* [Task description] Select and copy out every line in the records containing "FileStore".

* [Study material]
○ ○ ○ ○ ○ ○ ○

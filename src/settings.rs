//! Key-value settings store and the criteria-weights blob it persists.
//!
//! The store is injected wherever settings are needed, so any persistence
//! backend can stand in during tests. Values are plain strings under fixed
//! keys, one JSON object per store.

use std::path::{Path, PathBuf};

use anyhow::{Context, Result};
use serde::{Deserialize, Serialize};
use serde_json::{Map, Value};
use tracing::warn;

/// Fixed key the scoring weights live under
pub const CRITERIA_WEIGHTS_KEY: &str = "criteriaWeights";

/// Minimal key-value persistence: get/set/clear on string values
pub trait SettingsStore: Send + Sync {
    fn get(&self, key: &str) -> Result<Option<String>>;
    fn set(&self, key: &str, value: &str) -> Result<()>;
    fn clear(&self, key: &str) -> Result<()>;
}

/// File-backed store: one JSON object per file, keys mapping to string
/// values. A missing file reads as empty.
pub struct FileStore {
    path: PathBuf,
}

impl FileStore {
    pub fn new(path: impl AsRef<Path>) -> Self {
        Self {
            path: path.as_ref().to_path_buf(),
        }
    }

    fn read_map(&self) -> Result<Map<String, Value>> {
        if !self.path.exists() {
            return Ok(Map::new());
        }
        let raw = std::fs::read_to_string(&self.path)
            .with_context(|| format!("Failed to read settings file {}", self.path.display()))?;
        let map = serde_json::from_str(&raw)
            .with_context(|| format!("Settings file {} is not a JSON object", self.path.display()))?;
        Ok(map)
    }

    fn write_map(&self, map: &Map<String, Value>) -> Result<()> {
        if let Some(parent) = self.path.parent() {
            if !parent.as_os_str().is_empty() {
                std::fs::create_dir_all(parent)?;
            }
        }
        let raw = serde_json::to_string_pretty(map)?;
        std::fs::write(&self.path, raw)
            .with_context(|| format!("Failed to write settings file {}", self.path.display()))?;
        Ok(())
    }
}

impl SettingsStore for FileStore {
    fn get(&self, key: &str) -> Result<Option<String>> {
        let map = self.read_map()?;
        Ok(map
            .get(key)
            .and_then(Value::as_str)
            .map(str::to_string))
    }

    fn set(&self, key: &str, value: &str) -> Result<()> {
        let mut map = self.read_map()?;
        map.insert(key.to_string(), Value::String(value.to_string()));
        self.write_map(&map)
    }

    fn clear(&self, key: &str) -> Result<()> {
        let mut map = self.read_map()?;
        if map.remove(key).is_some() {
            self.write_map(&map)?;
        }
        Ok(())
    }
}

/// Weighted scoring criteria, percentages summing to 100 by default
#[derive(Debug, Clone, PartialEq, Eq, Serialize, Deserialize)]
#[serde(rename_all = "camelCase")]
pub struct CriteriaWeights {
    pub technical: u32,
    pub communication: u32,
    pub experience: u32,
    pub cultural_fit: u32,
    pub motivation: u32,
}

impl Default for CriteriaWeights {
    fn default() -> Self {
        Self {
            technical: 30,
            communication: 25,
            experience: 20,
            cultural_fit: 15,
            motivation: 10,
        }
    }
}

impl CriteriaWeights {
    pub fn total(&self) -> u32 {
        self.technical + self.communication + self.experience + self.cultural_fit + self.motivation
    }

    /// Share of one weight relative to the current total, as a rounded
    /// percentage. Zero total yields zero.
    pub fn share(&self, weight: u32) -> u32 {
        let total = self.total();
        if total == 0 {
            return 0;
        }
        ((weight as f64 / total as f64) * 100.0).round() as u32
    }

    /// Load from the store, falling back to defaults when the key is
    /// absent or the stored blob no longer parses
    pub fn load(store: &dyn SettingsStore) -> Self {
        match store.get(CRITERIA_WEIGHTS_KEY) {
            Ok(Some(raw)) => serde_json::from_str(&raw).unwrap_or_else(|e| {
                warn!("Stored criteria weights unreadable, using defaults: {}", e);
                Self::default()
            }),
            Ok(None) => Self::default(),
            Err(e) => {
                warn!("Failed to read criteria weights, using defaults: {}", e);
                Self::default()
            }
        }
    }

    pub fn save(&self, store: &dyn SettingsStore) -> Result<()> {
        let raw = serde_json::to_string(self)?;
        store.set(CRITERIA_WEIGHTS_KEY, &raw)
    }
}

○ ○ ○ ○ ○ ○ ○

* [Solution to the problem]
pub struct FileStore {
impl FileStore {
impl SettingsStore for FileStore {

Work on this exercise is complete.